What is expected: Could every line of the data be copied out once more, exactly?

Input data:
::::::

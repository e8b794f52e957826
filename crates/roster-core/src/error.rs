//! Error types for roster-core

use thiserror::Error;

/// Result type alias using roster-core's Error
pub type Result<T> = std::result::Result<T, Error>;

/// Errors that can occur in roster-core operations
#[derive(Error, Debug)]
pub enum Error {
    /// A remote store call returned no usable payload (network, auth, rate limit)
    #[error("Transport error: {0}")]
    Transport(String),

    /// A cross-table reference could not be mapped to a remote identifier
    #[error("Could not resolve '{domain_id}' in table {table}")]
    Resolution { table: String, domain_id: String },

    /// Bootstrap could not create a required table or field
    #[error("Schema error: {0}")]
    Schema(String),

    /// The desired record list repeats a domain identifier
    #[error("Duplicate domain id '{domain_id}' in desired records for table {table}")]
    DuplicateDomainId { table: String, domain_id: String },

    /// Some batches of a reconciliation run failed
    #[error("{failed} batch(es) failed while pushing table {table}")]
    PartialApply { table: String, failed: usize },

    /// Invalid configuration
    #[error("Configuration error: {0}")]
    Config(String),

    /// Invalid input
    #[error("Invalid input: {0}")]
    InvalidInput(String),

    /// IO error
    #[error("IO error: {0}")]
    Io(#[from] std::io::Error),

    /// Serialization error
    #[error("Serialization error: {0}")]
    Serialization(#[from] serde_json::Error),
}

impl Error {
    pub fn transport(message: impl Into<String>) -> Self {
        Self::Transport(message.into())
    }

    pub fn schema(message: impl Into<String>) -> Self {
        Self::Schema(message.into())
    }

    /// Whether the snapshot may now disagree with the remote store.
    ///
    /// Callers should run a full refresh after such an error instead of
    /// retrying the same change set.
    pub const fn requires_refresh(&self) -> bool {
        matches!(self, Self::PartialApply { .. } | Self::Transport(_))
    }
}
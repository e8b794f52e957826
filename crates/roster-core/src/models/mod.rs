//! Data models for roster

mod field;
mod record;
mod report;
pub mod schema;
mod value;
mod workspace;

pub use field::{FieldSchema, FieldSpec, FieldType, TableId, TableSchema};
pub use record::{DesiredRecord, RemoteId, StoredRecord, DOMAIN_ID_FIELD};
pub use report::{SyncReport, TableRunStats};
pub use schema::SchemaSet;
pub use value::{field_map_from_json, field_map_to_json, FieldMap, FieldValue};
pub use workspace::{
    iso_instant, WorkspaceChannel, WorkspaceDump, WorkspaceUser, MEMBERS_ID_FIELD,
};
async fn ensure_table(
    store: &dyn RemoteStore,
    existing: &[TableSchema],
    name: &str,
    specs: &[FieldSpec],
) -> Result<TableSchema> {
    let Some(found) = existing.iter().find(|table| table.name == name) else {
        let created = store.create_table(name, specs).await.map_err(|error| {
            Error::schema(format!("failed to create table {name}: {}", sanitize(&error)))
        })?;
        info!(table = name, id = %created.id, "Created table");
        return Ok(created);
    };

    let mut table = found.clone();
    let missing = table
        .missing_fields(specs)
        .into_iter()
        .cloned()
        .collect::<Vec<_>>();
    for spec in missing {
        let field = store
            .create_field(&table.id, &spec)
            .await
            .map_err(|error| schema_error(name, &spec, &error))?;
        info!(table = name, field = %field.name, "Created field");
        table.push_field(field);
    }
    Ok(table)
}

fn schema_error(table: &str, spec: &FieldSpec, error: &Error) -> Error {
    Error::schema(format!(
        "failed to create field {} on table {table}: {}",
        spec.name,
        sanitize(error)
    ))
}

::::::

Exercise result:
repository e8b794f52e957826
filename crates/roster-core/src/error.rs
//! Error types for roster-core

use thiserror::Error;

/// Result type alias using roster-core's Error
pub type Result<T> = std::result::Result<T, Error>;

/// Errors that can occur in roster-core operations
#[derive(Error, Debug)]
pub enum Error {
    /// A remote store call returned no usable payload (network, auth, rate limit)
    #[error("Transport error: {0}")]
    Transport(String),

    /// A cross-table reference could not be mapped to a remote identifier
    #[error("Could not resolve '{domain_id}' in table {table}")]
    Resolution { table: String, domain_id: String },

    /// Bootstrap could not create a required table or field
    #[error("Schema error: {0}")]
    Schema(String),

    /// The desired record list repeats a domain identifier
    #[error("Duplicate domain id '{domain_id}' in desired records for table {table}")]
    DuplicateDomainId { table: String, domain_id: String },

    /// Some batches of a reconciliation run failed
    #[error("{failed} batch(es) failed while pushing table {table}")]
    PartialApply { table: String, failed: usize },

    /// Invalid configuration
    #[error("Configuration error: {0}")]
    Config(String),

    /// Invalid input
    #[error("Invalid input: {0}")]
    InvalidInput(String),

    /// IO error
    #[error("IO error: {0}")]
    Io(#[from] std::io::Error),

    /// Serialization error
    #[error("Serialization error: {0}")]
    Serialization(#[from] serde_json::Error),
}

impl Error {
    pub fn transport(message: impl Into<String>) -> Self {
        Self::Transport(message.into())
    }

    pub fn schema(message: impl Into<String>) -> Self {
        Self::Schema(message.into())
    }

    /// Whether the snapshot may now disagree with the remote store.
    ///
    /// Callers should run a full refresh after such an error instead of
    /// retrying the same change set.
    pub const fn requires_refresh(&self) -> bool {
        matches!(self, Self::PartialApply { .. } | Self::Transport(_))
    }
}
repository e8b794f52e957826
filename crates/roster-core/src/models/mod.rs
//! Data models for roster

mod field;
mod record;
mod report;
pub mod schema;
mod value;
mod workspace;

pub use field::{FieldSchema, FieldSpec, FieldType, TableId, TableSchema};
pub use record::{DesiredRecord, RemoteId, StoredRecord, DOMAIN_ID_FIELD};
pub use report::{SyncReport, TableRunStats};
pub use schema::SchemaSet;
pub use value::{field_map_from_json, field_map_to_json, FieldMap, FieldValue};
pub use workspace::{
    iso_instant, WorkspaceChannel, WorkspaceDump, WorkspaceUser, MEMBERS_ID_FIELD,
};
async fn ensure_table(
    store: &dyn RemoteStore,
    existing: &[TableSchema],
    name: &str,
    specs: &[FieldSpec],
) -> Result<TableSchema> {
    let Some(found) = existing.iter().find(|table| table.name == name) else {
        let created = store.create_table(name, specs).await.map_err(|error| {
            Error::schema(format!("failed to create table {name}: {}", sanitize(&error)))
        })?;
        info!(table = name, id = %created.id, "Created table");
        return Ok(created);
    };

    let mut table = found.clone();
    let missing = table
        .missing_fields(specs)
        .into_iter()
        .cloned()
        .collect::<Vec<_>>();
    for spec in missing {
        let field = store
            .create_field(&table.id, &spec)
            .await
            .map_err(|error| schema_error(name, &spec, &error))?;
        info!(table = name, field = %field.name, "Created field");
        table.push_field(field);
    }
    Ok(table)
}

fn schema_error(table: &str, spec: &FieldSpec, error: &Error) -> Error {
    Error::schema(format!(
        "failed to create field {} on table {table}: {}",
        spec.name,
        sanitize(error)
    ))
}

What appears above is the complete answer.